**ASSIGNMENT**. The entries below contain a stretch that opens with the line containing "let source = rates(Ok(42.0));" and closes with the line containing "assert_eq!(converter.origin(), RateOrigin::Identity);"; set down that stretch exactly, both ends included, and nothing else.

**MATERIAL SUPPLIED**.
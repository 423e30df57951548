//! Currency conversion for displayed costs
//!
//! Catalog prices are in USD. Displaying another currency needs exactly one
//! number, the USD to target rate, which is fetched from a public rates API.
//! Rate lookups never fail from the caller's point of view: any problem
//! falls back to a built-in constant for the currency.

use async_trait::async_trait;
use llmcost_core::error::{FetchError, LlmCostError};
use serde_json::Value;
use std::fmt;
use std::str::FromStr;
use std::time::Duration;
use tracing::{debug, warn};

/// Latest USD-based rates
pub const EXCHANGE_RATE_URL: &str = "https://open.er-api.com/v6/latest/USD";

/// Supported display currencies
#[derive(Debug, Clone, Copy, PartialEq, Eq, Hash, Default)]
pub enum Currency {
    #[default]
    Usd,
    Eur,
    Gbp,
    Jpy,
    Cny,
    Inr,
    Cad,
    Aud,
}

impl Currency {
    pub const ALL: [Currency; 8] = [
        Currency::Usd,
        Currency::Eur,
        Currency::Gbp,
        Currency::Jpy,
        Currency::Cny,
        Currency::Inr,
        Currency::Cad,
        Currency::Aud,
    ];

    /// ISO 4217 code
    pub fn code(&self) -> &'static str {
        match self {
            Currency::Usd => "USD",
            Currency::Eur => "EUR",
            Currency::Gbp => "GBP",
            Currency::Jpy => "JPY",
            Currency::Cny => "CNY",
            Currency::Inr => "INR",
            Currency::Cad => "CAD",
            Currency::Aud => "AUD",
        }
    }

    pub fn symbol(&self) -> &'static str {
        match self {
            Currency::Usd => "$",
            Currency::Eur => "€",
            Currency::Gbp => "£",
            Currency::Jpy | Currency::Cny => "¥",
            Currency::Inr => "₹",
            Currency::Cad => "CA$",
            Currency::Aud => "A$",
        }
    }

    /// Rate used when the live lookup is unavailable
    pub fn fallback_rate(&self) -> f64 {
        match self {
            Currency::Usd => 1.0,
            Currency::Eur => 0.92,
            Currency::Gbp => 0.79,
            Currency::Jpy => 150.0,
            Currency::Cny => 7.2,
            Currency::Inr => 83.0,
            Currency::Cad => 1.36,
            Currency::Aud => 1.52,
        }
    }
}

impl fmt::Display for Currency {
    fn fmt(&self, f: &mut fmt::Formatter<'_>) -> fmt::Result {
        write!(f, "{}", self.code())
    }
}

impl FromStr for Currency {
    type Err = LlmCostError;

    fn from_str(s: &str) -> Result<Self, Self::Err> {
        let code = s.trim();
        Currency::ALL
            .into_iter()
            .find(|currency| currency.code().eq_ignore_ascii_case(code))
            .ok_or_else(|| {
                let supported: Vec<&str> = Currency::ALL.iter().map(Currency::code).collect();
                LlmCostError::InvalidArgument(format!(
                    "unsupported currency '{}', expected one of {}",
                    s,
                    supported.join(", ")
                ))
            })
    }
}

/// Where a conversion rate came from
#[derive(Debug, Clone, Copy, PartialEq, Eq)]
pub enum RateOrigin {
    /// Target is USD, no lookup needed
    Identity,
    /// Fetched from the rate source
    Live,
    /// Built-in constant after a failed lookup
    Fallback,
}

/// Source of USD to target-currency rates
#[async_trait]
pub trait RateSource: Send + Sync {
    /// Fetch how many units of `currency` one USD buys
    async fn fetch_rate(&self, currency: Currency) -> Result<f64, FetchError>;
}

/// HTTP client for an `{ "rates": { "EUR": 0.92, ... } }` endpoint
pub struct ExchangeRateApi {
    url: String,
    client: reqwest::Client,
}

impl ExchangeRateApi {
    pub fn new(url: impl Into<String>, timeout: Duration) -> Result<Self, FetchError> {
        let client = reqwest::Client::builder().timeout(timeout).build()?;
        Ok(Self {
            url: url.into(),
            client,
        })
    }

    /// Client for the default public endpoint
    pub fn public(timeout: Duration) -> Result<Self, FetchError> {
        Self::new(EXCHANGE_RATE_URL, timeout)
    }
}

#[async_trait]
impl RateSource for ExchangeRateApi {
    async fn fetch_rate(&self, currency: Currency) -> Result<f64, FetchError> {
        debug!("Fetching {} rate from {}", currency, self.url);
        let response = self.client.get(&self.url).send().await?.error_for_status()?;
        let body: Value = response.json().await?;
        parse_rate(&body, currency)
    }
}

/// Extract the rate for `currency` from a rates document
pub fn parse_rate(body: &Value, currency: Currency) -> Result<f64, FetchError> {
    body.get("rates")
        .and_then(|rates| rates.get(currency.code()))
        .and_then(Value::as_f64)
        .filter(|rate| rate.is_finite() && *rate > 0.0)
        .ok_or_else(|| {
            FetchError::MalformedResponse(format!("no usable rate for {}", currency.code()))
        })
}

/// A resolved USD to target conversion
#[derive(Debug, Clone, Copy, PartialEq)]
pub struct CurrencyConverter {
    currency: Currency,
    rate: f64,
    origin: RateOrigin,
}

impl Default for CurrencyConverter {
    fn default() -> Self {
        Self::usd()
    }
}

impl CurrencyConverter {
    pub fn new(currency: Currency, rate: f64, origin: RateOrigin) -> Self {
        Self {
            currency,
            rate,
            origin,
        }
    }

    /// Identity conversion
    pub fn usd() -> Self {
        Self::new(Currency::Usd, 1.0, RateOrigin::Identity)
    }

    /// Converter using the built-in constant rate
    pub fn fallback(currency: Currency) -> Self {
        if currency == Currency::Usd {
            return Self::usd();
        }
        Self::new(currency, currency.fallback_rate(), RateOrigin::Fallback)
    }

    /// Look up the live rate, falling back to the built-in constant
    ///
    /// Never fails. USD never touches the network.
    pub async fn resolve(source: &dyn RateSource, currency: Currency) -> Self {
        if currency == Currency::Usd {
            return Self::usd();
        }

        match source.fetch_rate(currency).await {
            Ok(rate) => {
                debug!("Using live {} rate {}", currency, rate);
                Self::new(currency, rate, RateOrigin::Live)
            }
            Err(e) => {
                warn!(
                    "Failed to fetch {} rate: {}, using fallback {}",
                    currency,
                    e,
                    currency.fallback_rate()
                );
                Self::fallback(currency)
            }
        }
    }

    pub fn currency(&self) -> Currency {
        self.currency
    }

    pub fn rate(&self) -> f64 {
        self.rate
    }

    pub fn origin(&self) -> RateOrigin {
        self.origin
    }
}

#[cfg(test)]
mod tests {
    use super::*;
    use serde_json::json;
    use std::sync::atomic::{AtomicUsize, Ordering};

    struct FakeRates {
        calls: AtomicUsize,
        result: Result<f64, FetchError>,
    }

    #[async_trait]
    impl RateSource for FakeRates {
        async fn fetch_rate(&self, _currency: Currency) -> Result<f64, FetchError> {
            self.calls.fetch_add(1, Ordering::SeqCst);
            self.result.clone()
        }
    }

    fn rates(result: Result<f64, FetchError>) -> FakeRates {
        FakeRates {
            calls: AtomicUsize::new(0),
            result,
        }
    }

    #[test]
    fn test_parse_currency() {
        assert_eq!("eur".parse::<Currency>().unwrap(), Currency::Eur);
        assert_eq!(" GBP ".parse::<Currency>().unwrap(), Currency::Gbp);
        assert!(matches!(
            "XYZ".parse::<Currency>(),
            Err(LlmCostError::InvalidArgument(_))
        ));
    }

    #[test]
    fn test_parse_rate() {
        let body = json!({"result": "success", "rates": {"USD": 1, "EUR": 0.91}});
        assert_eq!(parse_rate(&body, Currency::Eur).unwrap(), 0.91);
        assert!(parse_rate(&body, Currency::Jpy).is_err());
        assert!(parse_rate(&json!({"rates": {"EUR": "0.9"}}), Currency::Eur).is_err());
        assert!(parse_rate(&json!({"rates": {"EUR": -1.0}}), Currency::Eur).is_err());
        assert!(parse_rate(&json!([]), Currency::Eur).is_err());
    }

    #[tokio::test]
    async fn test_resolve_live_rate() {
        let source = rates(Ok(0.9));
        let converter = CurrencyConverter::resolve(&source, Currency::Eur).await;
        assert_eq!(converter.rate(), 0.9);
        assert_eq!(converter.origin(), RateOrigin::Live);
    }

    #[tokio::test]
    async fn test_resolve_falls_back_on_failure() {
        let source = rates(Err(FetchError::Network("timeout".to_string())));
        let converter = CurrencyConverter::resolve(&source, Currency::Inr).await;
        assert_eq!(converter.rate(), Currency::Inr.fallback_rate());
        assert_eq!(converter.origin(), RateOrigin::Fallback);
    }

    #[tokio::test]
    async fn test_usd_skips_lookup() {
        let source = rates(Ok(42.0));
        let converter = CurrencyConverter::resolve(&source, Currency::Usd).await;
        assert_eq!(converter.rate(), 1.0);
        assert_eq!(converter.origin(), RateOrigin::Identity);
        assert_eq!(source.calls.load(Ordering::SeqCst), 0);
    }
}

**REPLY**.
        let source = rates(Ok(42.0));
        let converter = CurrencyConverter::resolve(&source, Currency::Usd).await;
        assert_eq!(converter.rate(), 1.0);
        assert_eq!(converter.origin(), RateOrigin::Identity);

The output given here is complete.